AMENDMENT NO. 1 TO AGREEMENT AND PLAN OF MERGER
Exhibit 2.11
AMENDMENT NO. 1 TO AGREEMENT AND PLAN OF MERGER
This AMENDMENT NO. 1 (this “Amendment”) to Agreement and Plan of Merger is made and entered into as of June 25, 2012, by and between Southern Community Financial Corporation, a North Carolina corporation (“Company”), Capital Bank Financial Corp, a Delaware corporation (“Parent”), and Winston 23 Corporation, a North Carolina corporation and a wholly owned subsidiary of Parent (“Merger Sub”).
RECITALS
A. WHEREAS, Parent, Merger Sub and Company are parties to that certain Agreement and Plan of Merger dated as of March 26, 2012 (the “Agreement”).
B. WHEREAS, Section 8.3 of the Agreement permits the parties to amend the Agreement, prior to shareholder approval of the transactions contemplated therein, by an instrument in writing signed on behalf of each of Parent, Merger Sub and Company.
C. WHEREAS, the parties desire to amend the Agreement as provided in this Amendment.

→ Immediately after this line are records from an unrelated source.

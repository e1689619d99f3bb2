use tokio::task::JoinHandle;
use tower_http::trace::TraceLayer;
use tracing::{info, warn};

use crate::api::{create_router, AppState};
use crate::config::Config;
use crate::coordinator::Coordinator;
use crate::feeds::{AlertFeedClient, ForecastClient, ObservationClient};
use crate::models::StationId;
use crate::scheduler::RefreshTask;

/// Application with the refresh task and HTTP server running
///
/// Holds the handles needed to shut both down in order.
pub struct Application {
    pub server_handle: JoinHandle<Result<(), std::io::Error>>,
    pub refresh_task: RefreshTask,
}

impl Application {
    /// Build and start the application
    ///
    /// This creates the feed clients and the coordinator, then spawns:
    /// - Refresh task (configurable interval, default 10 min)
    /// - HTTP API server (Axum)
    pub async fn build(config: Config) -> Result<Self, Box<dyn std::error::Error>> {
        info!("Initializing application components");

        let forecast_client = ForecastClient::new(config.forecast_url.clone());
        let observation_client = ObservationClient::new(config.observation_url.clone());
        let alert_client = AlertFeedClient::new(config.alerts_url.clone());

        let coordinator = Coordinator::new(
            StationId::new(config.station_id.clone()),
            config.coordinator_settings(),
            forecast_client,
            observation_client,
            alert_client,
        );
        let reader = coordinator.subscribe();

        info!(
            "Starting refresh task for station {} every {} minutes",
            config.station_id, config.refresh_interval_minutes
        );
        let refresh_task = RefreshTask::start(coordinator);

        let app_state = AppState {
            station_name: config.station_name.clone(),
            reader,
        };
        let app = create_router(app_state).layer(TraceLayer::new_for_http());

        let addr = config.server_addr();
        info!("Starting HTTP server on {}", addr);

        let server_handle = tokio::spawn(async move {
            let listener = tokio::net::TcpListener::bind(&addr).await?;
            axum::serve(listener, app).await
        });

        info!("Application initialized successfully");

        Ok(Self {
            server_handle,
            refresh_task,
        })
    }

    /// Run until the server stops or Ctrl-C arrives, then stop refreshing
    pub async fn run_until_stopped(self) -> Result<(), Box<dyn std::error::Error>> {
        let Application {
            server_handle,
            refresh_task,
        } = self;

        let result: Result<(), Box<dyn std::error::Error>> = tokio::select! {
            joined = server_handle => match joined {
                Ok(Ok(())) => Ok(()),
                Ok(Err(e)) => Err(Box::new(e)),
                Err(e) => Err(Box::new(e)),
            },
            signal = tokio::signal::ctrl_c() => {
                match signal {
                    Ok(()) => info!("Shutdown signal received"),
                    Err(e) => warn!("Failed to listen for shutdown signal: {}", e),
                }
                Ok(())
            }
        };

        refresh_task.stop().await;
        result
    }
}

NOW, THEREFORE, in consideration of the foregoing and the representations, warranties, covenants and agreements set forth herein, and for other good and valuable consideration, and intending to be legally bound, the parties hereto agree as follows:
Section 1. Definitions
1.1. Certain Defined Terms. Capitalized terms used in but not defined in this amendment shall have the meanings specified in the Agreement.
Section 2. Definitions
2.1. Amendment to Section 1.1.
(a) Section 1.1 is hereby amended by deleting the definitions of the following terms: Cash Conversion Number; Cash Election; Cash Election Number; Cash Election Share; Election; Election Deadline; Exchange Ratio; Form of Election; Form S-1 Effectiveness; Form S-4; Holder; IPO Price; Non-Election Share; Parent Share Price; Per Share Stock Consideration; Shortfall Number; Stock Consideration; Stock Conversion Number; Stock Election; Stock Election Share; and Total Parent Shares Issued.
(b) Section 1.1 is hereby further amended by replacing the following definition with new text as follows, in alphabetical order:
“Per Share Cash Consideration” shall mean $3.11.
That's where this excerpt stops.